Start of Source data

#![deny(clippy::unwrap_used)]
#![deny(clippy::expect_used)]
#![deny(clippy::panic)]

//! # Resultant
//!
//! Value-or-error container with an explicit access policy and monadic
//! combinators.
//!
//! This library re-exports the workspace crates for convenience.
//!
//! ```
//! use resultant::prelude::*;
//!
//! let r: Result<u16, String> = fail("refused".to_string()).into();
//! assert_eq!(r.error_or("none"), "refused");
//! ```

pub use resultant_core;
pub use resultant_core::*;
//! Result variant whose value state carries no payload.

use std::borrow::Cow;
use std::fmt;

use crate::error::BadResultAccess;
use crate::failure::Failure;
use crate::outcome::Outcome;
use crate::result::Result;
use crate::storage::Storage;

/// Either success (no payload) or an error of type `E`.
///
/// Success is the default state.
#[cfg_attr(feature = "serde", derive(serde::Serialize, serde::Deserialize))]
#[cfg_attr(feature = "serde", serde(transparent))]
pub struct VoidResult<E> {
    pub(crate) storage: Storage<(), E>,
}

impl<E> VoidResult<E> {
    /// Create a successful result.
    #[inline]
    pub const fn success() -> Self {
        Self {
            storage: Storage::construct_value(()),
        }
    }

    /// Create a result holding an error built from `args`.
    #[inline]
    pub fn in_place_error<A>(args: A) -> Self
    where
        E: From<A>,
    {
        Self {
            storage: Storage::construct_error(E::from(args)),
        }
    }

    /// Create a result holding an error collected from `items`.
    #[inline]
    pub fn in_place_error_from_iter<I>(items: I) -> Self
    where
        I: IntoIterator,
        E: FromIterator<I::Item>,
    {
        Self {
            storage: Storage::construct_error(items.into_iter().collect()),
        }
    }

    /// Create a result holding the error carried by `failure`.
    #[inline]
    pub fn from_failure<G>(failure: Failure<G>) -> Self
    where
        E: From<G>,
    {
        Self::in_place_error(failure.into_error())
    }

    /// Convert from a void result over another error type.
    #[inline]
    pub fn from_void<G>(other: VoidResult<G>) -> Self
    where
        E: From<G>,
    {
        Self {
            storage: other.storage.map_error(E::from),
        }
    }

    /// Convert from a void result through a fallible error conversion.
    ///
    /// # Errors
    ///
    /// Returns the conversion error when the held error cannot be converted.
    #[inline]
    pub fn try_from_void<G>(other: VoidResult<G>) -> std::result::Result<Self, E::Error>
    where
        E: TryFrom<G>,
    {
        match other.storage {
            Storage::Value(()) => Ok(Self::success()),
            Storage::Error(error) => E::try_from(error).map(Self::in_place_error),
        }
    }

    /// Keep only the state of `other`, discarding any value it holds.
    #[inline]
    pub fn from_result<T, G>(other: Result<T, G>) -> Self
    where
        E: From<G>,
    {
        Self {
            storage: other.storage.map_value(drop).map_error(E::from),
        }
    }

    /// Adopt a standard library result.
    #[inline]
    pub fn from_std(result: std::result::Result<(), E>) -> Self {
        Self {
            storage: Storage::from_std(result),
        }
    }

    /// Replace the whole state with a converted copy of `other`.
    #[inline]
    pub fn assign<G>(&mut self, other: VoidResult<G>)
    where
        E: From<G>,
    {
        self.storage.reconstruct(Self::from_void(other).storage);
    }

    /// Replace the state with the error carried by `failure`.
    #[inline]
    pub fn assign_failure<G>(&mut self, failure: Failure<G>)
    where
        E: From<G>,
    {
        self.storage
            .reconstruct(Storage::construct_error(E::from(failure.into_error())));
    }

    /// Switch to the success state, dropping any held error.
    #[inline]
    pub fn emplace(&mut self) {
        self.storage.reconstruct(Storage::construct_value(()));
    }

    /// Exchange states with `other`.
    #[inline]
    pub fn swap(&mut self, other: &mut Self) {
        std::mem::swap(&mut self.storage, &mut other.storage);
    }

    #[inline]
    #[must_use]
    pub const fn has_value(&self) -> bool {
        self.storage.is_value()
    }

    #[inline]
    #[must_use]
    pub const fn has_error(&self) -> bool {
        !self.storage.is_value()
    }

    /// Check for success.
    ///
    /// # Errors
    ///
    /// Returns [`BadResultAccess`] carrying a copy of the error when the
    /// result holds an error.
    #[inline]
    pub fn value(&self) -> std::result::Result<(), BadResultAccess<E>>
    where
        E: Clone,
    {
        match &self.storage {
            Storage::Value(()) => Ok(()),
            Storage::Error(error) => Err(BadResultAccess::new(error.clone())),
        }
    }

    /// Check for success, attaching `message` to the access error.
    ///
    /// # Errors
    ///
    /// Returns [`BadResultAccess`] carrying `message` and a copy of the error
    /// when the result holds an error.
    #[inline]
    pub fn expect(
        &self,
        message: impl Into<Cow<'static, str>>,
    ) -> std::result::Result<(), BadResultAccess<E>>
    where
        E: Clone,
    {
        match &self.storage {
            Storage::Value(()) => Ok(()),
            Storage::Error(error) => Err(BadResultAccess::with_message(error.clone(), message)),
        }
    }

    /// Consume and check for success, attaching `message` to the access error.
    ///
    /// # Errors
    ///
    /// Returns [`BadResultAccess`] carrying `message` and the error when the
    /// result holds an error.
    #[inline]
    pub fn into_expect(
        self,
        message: impl Into<Cow<'static, str>>,
    ) -> std::result::Result<(), BadResultAccess<E>> {
        self.storage
            .into_std()
            .map_err(|error| BadResultAccess::with_message(error, message))
    }

    /// A copy of the error, or `E::default()` on success.
    #[inline]
    #[must_use]
    pub fn error(&self) -> E
    where
        E: Clone + Default,
    {
        self.storage.error_ref().cloned().unwrap_or_default()
    }

    /// Take the error, or `E::default()` on success.
    #[inline]
    pub fn into_error(self) -> E
    where
        E: Default,
    {
        self.storage.into_std().err().unwrap_or_default()
    }

    /// View the active error as a [`Failure`].
    #[inline]
    #[must_use]
    pub fn failure(&self) -> Option<Failure<&E>> {
        self.storage.error_ref().map(Failure::new)
    }

    /// The error, or `fallback` converted into `E` on success.
    #[inline]
    pub fn error_or<G>(self, fallback: G) -> E
    where
        G: Into<E>,
    {
        match self.storage {
            Storage::Value(()) => fallback.into(),
            Storage::Error(error) => error,
        }
    }

    /// Produce a value with `f` on success; an error is carried over.
    #[inline]
    pub fn map<U, F>(self, f: F) -> Result<U, E>
    where
        F: FnOnce() -> U,
    {
        Result {
            storage: self.storage.map_value(|()| f()),
        }
    }

    /// Run `f` on success; an error is carried over.
    #[inline]
    pub fn map_unit<F>(self, f: F) -> Self
    where
        F: FnOnce(),
    {
        Self {
            storage: self.storage.map_value(|()| f()),
        }
    }

    /// Chain a computation that produces an outcome.
    ///
    /// When an error is held, `f` is not called and the error is re-typed
    /// into the returned outcome.
    #[inline]
    pub fn flat_map<R, F>(self, f: F) -> R
    where
        F: FnOnce() -> R,
        R: Outcome + From<Failure<E>>,
    {
        match self.storage {
            Storage::Value(()) => f(),
            Storage::Error(error) => R::from(Failure::new(error)),
        }
    }

    /// Apply `f` to the error; success is carried over.
    #[inline]
    pub fn map_error<G, F>(self, f: F) -> VoidResult<G>
    where
        F: FnOnce(E) -> G,
    {
        VoidResult {
            storage: self.storage.map_error(f),
        }
    }

    /// Recover from an error with a computation that produces an outcome.
    ///
    /// On success `f` is not called and the returned outcome holds its
    /// default value.
    #[inline]
    pub fn flat_map_error<R, F>(self, f: F) -> R
    where
        F: FnOnce(E) -> R,
        R: Outcome + Default,
    {
        match self.storage {
            Storage::Value(()) => R::default(),
            Storage::Error(error) => f(error),
        }
    }

    /// Substitute `replacement` as the value on success; an error is
    /// carried over.
    #[inline]
    pub fn and_then<U>(self, replacement: U) -> Result<U, E> {
        self.map(|| replacement)
    }

    /// Convert into a standard library result.
    #[inline]
    pub fn into_std(self) -> std::result::Result<(), E> {
        self.storage.into_std()
    }
}

impl<E> Outcome for VoidResult<E> {
    type Value = ();
    type Error = E;

    #[inline]
    fn has_value(&self) -> bool {
        self.storage.is_value()
    }

    #[inline]
    fn value_ref(&self) -> Option<&()> {
        self.storage.value_ref()
    }

    #[inline]
    fn error_ref(&self) -> Option<&E> {
        self.storage.error_ref()
    }

    #[inline]
    fn into_std(self) -> std::result::Result<(), E> {
        self.storage.into_std()
    }
}

impl<E> Default for VoidResult<E> {
    #[inline]
    fn default() -> Self {
        Self::success()
    }
}

impl<E: fmt::Debug> fmt::Debug for VoidResult<E> {
    fn fmt(&self, f: &mut fmt::Formatter<'_>) -> fmt::Result {
        fmt::Debug::fmt(&self.storage, f)
    }
}

impl<E, G> From<Failure<G>> for VoidResult<E>
where
    E: From<G>,
{
    #[inline]
    fn from(failure: Failure<G>) -> Self {
        Self::from_failure(failure)
    }
}

impl<T, E, G> From<Result<T, G>> for VoidResult<E>
where
    E: From<G>,
{
    #[inline]
    fn from(result: Result<T, G>) -> Self {
        Self::from_result(result)
    }
}

impl<E> From<std::result::Result<(), E>> for VoidResult<E> {
    #[inline]
    fn from(result: std::result::Result<(), E>) -> Self {
        Self::from_std(result)
    }
}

End of Source data

• **Instructions to follow**: Look through the records and gather every line containing "computation".

• **Task solution**:
    /// Chain a computation that produces an outcome.
    /// Recover from an error with a computation that produces an outcome.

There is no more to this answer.